Further research into improving the binding affinity of flavonoids has focused on the structural optimization of flavanones, a class of natural substances found primarily in citrus fruits. In the study by Nagare et al. (2023) [209], flavanones were chemically modified at the β-position (Figure 13) and analyzed in complex with the cyclin D/CDK4 receptor. The protein structure of the cyclin D/CDK4 complex was obtained from the Protein Data Bank (PDB ID: 2W9Z) [101] and its binding site was identified using FlexX version 2.3.2 [210] docking. MD simulations of 100 ns performed with Desmond software showed flavanone derivatives 20, 25 and 29 (Figure 13) forming stable complexes with the receptor, as shown by trajectory analysis. The simulations revealed that flavanone 20 maintained the highest structural stability (RMSD ≈ 5 Å) and formed hydrogen bonds with residues Lys35, Val96, Lys142, and Asn145, hydrophobic interactions with Ile12, Val20, Ala33, Val72, Asn145, and Leu147, as well as ionic interactions with Lys142 and water bridges with Gly13, Val14, Gly15, and Asp158 (Figure 2), indicating a thermodynamically stable complex. Among the tested compounds, flavanone 20 exhibited the most favorable binding free energy (−51.607 ± 3.681 kcal/mol), followed by flavanone 25 (−45.236 ± 3.970 kcal/mol) and flavanone 29 (−42.656 ± 3.296 kcal/mol), showing stronger binding affinities than the reference drug palbociclib (−25.129 kcal/mol) and thereby supporting their potential as selective CDK4 inhibitors [209].

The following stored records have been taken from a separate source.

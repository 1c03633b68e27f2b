//! Declarative mutation specifications.

use crate::patch::PatchOp;
use crate::reorder::ReorderPlan;
use marquee_core::params::ListParams;
use marquee_core::{EntityId, MutationId, OrderMapping, Record};
use marquee_store::{QueryKey, ResourceCache};

/// What a mutation asks the server to do.
#[derive(Debug, Clone)]
pub enum MutationKind<T: Record> {
    /// Create from a draft. `provisional` is the local stand-in shown
    /// until the server assigns the real entity.
    Create { draft: T::Draft, provisional: T },
    Update { id: EntityId, patch: T::Patch },
    Delete { id: EntityId },
    /// Persist `mapping`; `items` is the already-resolved row order shown
    /// optimistically.
    Reorder { mapping: OrderMapping, items: Vec<T> },
}

/// One mutation attempt: the server call to make, the cached views it
/// speculatively edits, and (derived) the patch applied to them.
#[derive(Debug, Clone)]
pub struct MutationSpec<T: Record> {
    pub id: MutationId,
    pub kind: MutationKind<T>,
    pub targets: Vec<QueryKey>,
}

impl<T: Record> MutationSpec<T> {
    /// Create mutation: a provisional entity under a fresh local id shows
    /// up in the given collection view immediately.
    pub fn create(params: &ListParams, draft: T::Draft) -> Self {
        let provisional = T::from_draft(&draft, EntityId::next_local());
        Self {
            id: MutationId::new(),
            kind: MutationKind::Create { draft, provisional },
            targets: vec![ResourceCache::<T>::list_key(params)],
        }
    }

    /// Update mutation targeting the collection view and the detail entry.
    pub fn update(params: &ListParams, id: EntityId, patch: T::Patch) -> Self {
        Self {
            id: MutationId::new(),
            kind: MutationKind::Update { id, patch },
            targets: vec![
                ResourceCache::<T>::list_key(params),
                ResourceCache::<T>::detail_key(id),
            ],
        }
    }

    /// Delete mutation targeting the collection view and the detail entry.
    pub fn delete(params: &ListParams, id: EntityId) -> Self {
        Self {
            id: MutationId::new(),
            kind: MutationKind::Delete { id },
            targets: vec![
                ResourceCache::<T>::list_key(params),
                ResourceCache::<T>::detail_key(id),
            ],
        }
    }

    /// Reorder mutation built from a resolved plan.
    pub fn reorder(params: &ListParams, plan: ReorderPlan<T>) -> Self {
        Self {
            id: MutationId::new(),
            kind: MutationKind::Reorder {
                mapping: plan.mapping,
                items: plan.items,
            },
            targets: vec![ResourceCache::<T>::list_key(params)],
        }
    }

    /// Add further cached views the optimistic patch should cover, for
    /// callers that know the entity is visible elsewhere.
    pub fn also_targeting(mut self, keys: impl IntoIterator<Item = QueryKey>) -> Self {
        self.targets.extend(keys);
        self
    }

    /// The optimistic patch this mutation applies to its targets.
    pub fn patch_op(&self) -> PatchOp<T> {
        match &self.kind {
            MutationKind::Create { provisional, .. } => PatchOp::Insert {
                entity: provisional.clone(),
            },
            MutationKind::Update { id, patch } => PatchOp::Update {
                id: *id,
                patch: patch.clone(),
            },
            MutationKind::Delete { id } => PatchOp::Remove { id: *id },
            MutationKind::Reorder { items, .. } => PatchOp::Replace {
                items: items.clone(),
            },
        }
    }

    /// The entity the server call is about, when there is a single one.
    /// For creates this is the provisional local id.
    pub fn subject(&self) -> Option<EntityId> {
        match &self.kind {
            MutationKind::Create { provisional, .. } => Some(provisional.id()),
            MutationKind::Update { id, .. } | MutationKind::Delete { id } => Some(*id),
            MutationKind::Reorder { .. } => None,
        }
    }
}
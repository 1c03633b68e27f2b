//! Data layer configuration.

use crate::params::DEFAULT_PAGE_SIZE;
use serde::{Deserialize, Serialize};
use std::path::Path;

/// Tuning knobs for caching and refresh behaviour.
#[derive(Debug, Clone, Serialize, Deserialize)]
pub struct SyncConfig {
    /// Rows per page when the caller does not say otherwise.
    #[serde(default = "default_page_size")]
    pub default_page_size: u32,
    /// Zero-subscriber entries untouched for this long are swept.
    #[serde(default = "default_evict_after_secs")]
    pub evict_after_secs: u64,
    /// A successful fetch younger than this suppresses refreshes for the
    /// same key, so subscription storms collapse into one request.
    #[serde(default = "default_refresh_debounce_ms")]
    pub refresh_debounce_ms: u64,
}

fn default_page_size() -> u32 {
    DEFAULT_PAGE_SIZE
}

fn default_evict_after_secs() -> u64 {
    300
}

fn default_refresh_debounce_ms() -> u64 {
    250
}

impl Default for SyncConfig {
    fn default() -> Self {
        Self {
            default_page_size: default_page_size(),
            evict_after_secs: default_evict_after_secs(),
            refresh_debounce_ms: default_refresh_debounce_ms(),
        }
    }
}

impl SyncConfig {
    /// Load configuration from a YAML file.
    pub fn from_file(path: &Path) -> Result<Self, std::io::Error> {
        let content = std::fs::read_to_string(path)?;
        serde_yaml::from_str(&content)
            .map_err(|e| std::io::Error::new(std::io::ErrorKind::InvalidData, e))
    }

    pub fn debounce(&self) -> chrono::Duration {
        chrono::Duration::milliseconds(self.refresh_debounce_ms as i64)
    }

    pub fn evict_after(&self) -> chrono::Duration {
        chrono::Duration::seconds(self.evict_after_secs as i64)
    }
}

Further confirmation of the inhibitory potential of flavonoids was provided by Abo-Elghiet et al. (2022) [211], who identified 28 flavonoid constituents in the chloroform/methanol (90/10) extract of Viscum cruciatum using LC-MS/MS analysis. Among them, three compounds—quercetin-4′-glucoside, 3,5,7-trihydroxy-4′-methoxyflavone, and hesperetin-7-O-neohesperidoside (Figure 14) were selected for further computational and experimental evaluation. Molecular docking was performed using AutoDock 4.2 to predict their binding modes for CDK2, CDK4, and CDK6. Subsequent 100 ns MD simulations, carried out in GROMACS using the GROMOS96 43a1 force field, confirmed the formation of stable complexes with all three targets. Stability was supported by low average RMSD values: 1.55 Å for CDK2–quercetin-4′-glucoside; 1.79 Å for CDK4–3,5,7-trihydroxy-4′-methoxyflavone; and 1.88 Å for CDK6–hesperetin-7-O-neohesperidoside. MM/PBSA binding free energy analysis revealed the strongest binding affinity for quercetin-4′-glucoside (−31.4 ± 1.2 kcal/mol), followed by 3,5,7-trihydroxy-4′-methoxyflavone (−26.3 ± 1.0 kcal/mol), and hesperetin-7-O-neohesperidoside (−23.6 ± 0.8 kcal/mol). The in silico results were experimentally confirmed by Western blot analysis, which showed a significant decrease in the level of CDK2, CDK4, and CDK6 protein expression in MCF-7 cells treated with the V. cruciatum ChMe extract at its IC50 concentration (23.8 μg/mL) compared to untreated cells [211].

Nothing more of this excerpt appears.